** Opening INFORMATION PROVIDED block **

use std::io;
use tokio::signal::unix::{signal, SignalKind};
use tokio_util::sync::CancellationToken;
use tracing::info;

/// Install a handler for SIGTERM and SIGINT
///
/// Returns a `CancellationToken` that is cancelled when either signal arrives. Every
/// component watches this token and winds down on its own.
pub fn install_shutdown_handler() -> io::Result<CancellationToken> {
    let token = CancellationToken::new();
    let mut sigterm = signal(SignalKind::terminate())?;
    let mut sigint = signal(SignalKind::interrupt())?;

    let cancel = token.clone();
    tokio::spawn(async move {
        tokio::select! {
            _ = sigterm.recv() => info!("Received SIGTERM, shutting down"),
            _ = sigint.recv() => info!("Received SIGINT, shutting down"),
        }

        cancel.cancel();
    });

    Ok(token)
}
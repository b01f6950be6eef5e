use crate::protocol::JobId;
use std::collections::HashMap;
use thiserror::Error;

#[derive(Debug, Error, PartialEq, Eq)]
pub enum SlotError {
    #[error("a job needs at least one slot")]
    ZeroSlots,
    #[error("only {free} of {requested} requested slots are free")]
    Exhausted { free: u32, requested: u32 },
    #[error("job {0} already holds slots")]
    AlreadyHeld(JobId),
}

/// Fixed pool of compute slots
///
/// Slots are accounted per job: a job reserves once and releases once, a second release
/// of the same job is a no-op. `free` therefore always stays within `0..=total`.
#[derive(Debug)]
pub struct SlotPool {
    total: u32,
    free: u32,
    held: HashMap<JobId, u32>,
}

impl SlotPool {
    pub fn new(total: u32) -> Self {
        Self {
            total,
            free: total,
            held: HashMap::new(),
        }
    }

    pub fn total(&self) -> u32 {
        self.total
    }

    pub fn free(&self) -> u32 {
        self.free
    }

    pub fn jobs(&self) -> usize {
        self.held.len()
    }

    pub fn reserve(&mut self, job_id: JobId, slots: u32) -> Result<(), SlotError> {
        if slots == 0 {
            return Err(SlotError::ZeroSlots);
        }
        if self.held.contains_key(&job_id) {
            return Err(SlotError::AlreadyHeld(job_id));
        }
        if self.free < slots {
            return Err(SlotError::Exhausted {
                free: self.free,
                requested: slots,
            });
        }

        self.free -= slots;
        self.held.insert(job_id, slots);

        Ok(())
    }

    /// Return the slots held by `job_id`, `None` if it holds none (already released)
    pub fn release(&mut self, job_id: &JobId) -> Option<u32> {
        let slots = self.held.remove(job_id)?;
        self.free += slots;
        debug_assert!(self.free <= self.total);

        Some(slots)
    }
}
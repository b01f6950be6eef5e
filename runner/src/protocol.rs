//! Messages and records shared by the registry, the slave agents and the masters.
//!
//! Every frame on the wire is a [`Envelope`] around one of the request/response enums
//! below, serialized as a single line of JSON (see [`crate::transport`]).

use chrono::{DateTime, Utc};
use serde::{Deserialize, Serialize};
use std::{fmt, net::SocketAddr, path::PathBuf};
use uuid::Uuid;

/// wire protocol version, bumped on incompatible message changes
pub const PROTOCOL_VERSION: u32 = 1;

/// Identifier a slave agent hands out for an accepted job
pub type JobId = Uuid;

/// Identity of a running coordination process (registry, slave or master)
///
/// For slaves this is the `host:port` their agent listens on, so the identity doubles as
/// the endpoint a master connects to.
#[derive(Debug, Clone, PartialEq, Eq, Hash, PartialOrd, Ord, Serialize, Deserialize)]
#[serde(transparent)]
pub struct NodeIdentity(String);

impl NodeIdentity {
    pub fn new(identity: impl Into<String>) -> Self {
        Self(identity.into())
    }

    pub fn as_str(&self) -> &str {
        &self.0
    }
}

impl fmt::Display for NodeIdentity {
    fn fmt(&self, f: &mut fmt::Formatter<'_>) -> fmt::Result {
        f.write_str(&self.0)
    }
}

impl From<SocketAddr> for NodeIdentity {
    fn from(addr: SocketAddr) -> Self {
        Self(addr.to_string())
    }
}

impl From<&str> for NodeIdentity {
    fn from(identity: &str) -> Self {
        Self(identity.to_owned())
    }
}

#[derive(Debug, Clone, Copy, PartialEq, Eq, Hash, Serialize, Deserialize)]
#[serde(rename_all = "snake_case")]
pub enum Role {
    Slave,
    Master,
}

impl fmt::Display for Role {
    fn fmt(&self, f: &mut fmt::Formatter<'_>) -> fmt::Result {
        match self {
            Self::Slave => f.write_str("slave"),
            Self::Master => f.write_str("master"),
        }
    }
}

/// Versioned wrapper around every frame
#[derive(Debug, Clone, Serialize, Deserialize)]
pub struct Envelope<T> {
    pub protocol_version: u32,
    pub message: T,
}

impl<T> Envelope<T> {
    pub fn new(message: T) -> Self {
        Self {
            protocol_version: PROTOCOL_VERSION,
            message,
        }
    }
}

#[derive(Debug, Clone, PartialEq, Eq, Serialize, Deserialize)]
pub struct RegistryEntry {
    pub identity: NodeIdentity,
    pub role: Role,
    pub registered_at: DateTime<Utc>,
}

/// node -> registry
#[derive(Debug, Clone, Serialize, Deserialize)]
#[serde(tag = "type", rename_all = "snake_case")]
pub enum RegistryRequest {
    Register { identity: NodeIdentity, role: Role },
    Unregister { identity: NodeIdentity },
    ListByRole { role: Role },
    Ping,
}

/// registry -> node, exactly one per request and in request order
#[derive(Debug, Clone, Serialize, Deserialize)]
#[serde(tag = "type", rename_all = "snake_case")]
pub enum RegistryResponse {
    Registered { entry: RegistryEntry },
    Unregistered { identity: NodeIdentity, removed: bool },
    Nodes { role: Role, nodes: Vec<NodeIdentity> },
    Pong,
    Error { message: String },
}

/// Everything a slave needs to launch one solver worker
#[derive(Debug, Clone, PartialEq, Eq, Serialize, Deserialize)]
pub struct SolveRequest {
    pub stub: PathBuf,
    #[serde(default)]
    pub options: Vec<String>,
    pub slots: u32,
}

/// master -> slave
#[derive(Debug, Clone, Serialize, Deserialize)]
#[serde(tag = "type", rename_all = "snake_case")]
pub enum MasterMessage {
    Hello { master: NodeIdentity },
    StartSolver { request_id: u64, request: SolveRequest },
    Ping,
}

/// slave -> master
#[derive(Debug, Clone, Serialize, Deserialize)]
#[serde(tag = "type", rename_all = "snake_case")]
pub enum SlaveMessage {
    Welcome { slave: NodeIdentity, total_slots: u32 },
    Started { request_id: u64, reply: StartReply },
    JobFinished(JobFinished),
    Pong,
}

#[derive(Debug, Clone, PartialEq, Eq, Serialize, Deserialize)]
#[serde(tag = "outcome", rename_all = "snake_case")]
pub enum StartReply {
    Accepted { job_id: JobId, free_slots: u32 },
    Rejected { reason: Rejection },
}

#[derive(Debug, Clone, PartialEq, Eq, Serialize, Deserialize)]
#[serde(tag = "kind", rename_all = "snake_case")]
pub enum Rejection {
    NoFreeCapacity { free_slots: u32, requested: u32 },
    InvalidRequest { message: String },
}

impl fmt::Display for Rejection {
    fn fmt(&self, f: &mut fmt::Formatter<'_>) -> fmt::Result {
        match self {
            Self::NoFreeCapacity {
                free_slots,
                requested,
            } => write!(f, "no free capacity ({free_slots} free, {requested} requested)"),
            Self::InvalidRequest { message } => write!(f, "invalid request: {message}"),
        }
    }
}

/// Terminal notice for one accepted job, sent exactly once
#[derive(Debug, Clone, PartialEq, Eq, Serialize, Deserialize)]
pub struct JobFinished {
    pub job_id: JobId,
    pub stub: PathBuf,
    pub outcome: JobOutcome,
}

#[derive(Debug, Clone, PartialEq, Eq, Serialize, Deserialize)]
#[serde(tag = "status", rename_all = "snake_case")]
pub enum JobOutcome {
    /// `result` is the location of the solution artifact
    Success { result: PathBuf },
    Failure { reason: String },
}

impl JobOutcome {
    pub fn is_success(&self) -> bool {
        matches!(self, Self::Success { .. })
    }
}

#[derive(Debug, Clone, PartialEq, Eq, Serialize, Deserialize)]
#[serde(tag = "state", rename_all = "snake_case")]
pub enum TaskStatus {
    Pending,
    Dispatched { slave: NodeIdentity, job_id: JobId },
    Completed { result: PathBuf },
    Failed { reason: String },
}

impl TaskStatus {
    pub fn is_terminal(&self) -> bool {
        matches!(self, Self::Completed { .. } | Self::Failed { .. })
    }
}

impl fmt::Display for TaskStatus {
    fn fmt(&self, f: &mut fmt::Formatter<'_>) -> fmt::Result {
        match self {
            Self::Pending => f.write_str("pending"),
            Self::Dispatched { slave, .. } => write!(f, "dispatched to {slave}"),
            Self::Completed { result } => write!(f, "solved -> {}", result.display()),
            Self::Failed { reason } => write!(f, "failed: {reason}"),
        }
    }
}

/// Externally visible view of one subproblem
#[derive(Debug, Clone, PartialEq, Eq, Serialize, Deserialize)]
pub struct TaskReport {
    pub stub: PathBuf,
    pub status: TaskStatus,
    pub attempts: u32,
    pub last_reason: Option<String>,
}

/// operator -> standing master
#[derive(Debug, Clone, Serialize, Deserialize)]
#[serde(tag = "type", rename_all = "snake_case")]
pub enum ControlRequest {
    Submit { stubs: Vec<PathBuf> },
    Status,
}

#[derive(Debug, Clone, Serialize, Deserialize)]
#[serde(tag = "type", rename_all = "snake_case")]
pub enum ControlResponse {
    Submitted { count: usize },
    Report { tasks: Vec<TaskReport> },
    Error { message: String },
}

** Closing INFORMATION PROVIDED block **

In the listing above, transcribe exactly everything from the line containing "pub enum JobOutcome" down to the line containing "NodeIdentity, job_id: JobId", including both and nothing more.

ANSWER FOR THE TASK:
pub enum JobOutcome {
    /// `result` is the location of the solution artifact
    Success { result: PathBuf },
    Failure { reason: String },
}

impl JobOutcome {
    pub fn is_success(&self) -> bool {
        matches!(self, Self::Success { .. })
    }
}

#[derive(Debug, Clone, PartialEq, Eq, Serialize, Deserialize)]
#[serde(tag = "state", rename_all = "snake_case")]
pub enum TaskStatus {
    Pending,
    Dispatched { slave: NodeIdentity, job_id: JobId },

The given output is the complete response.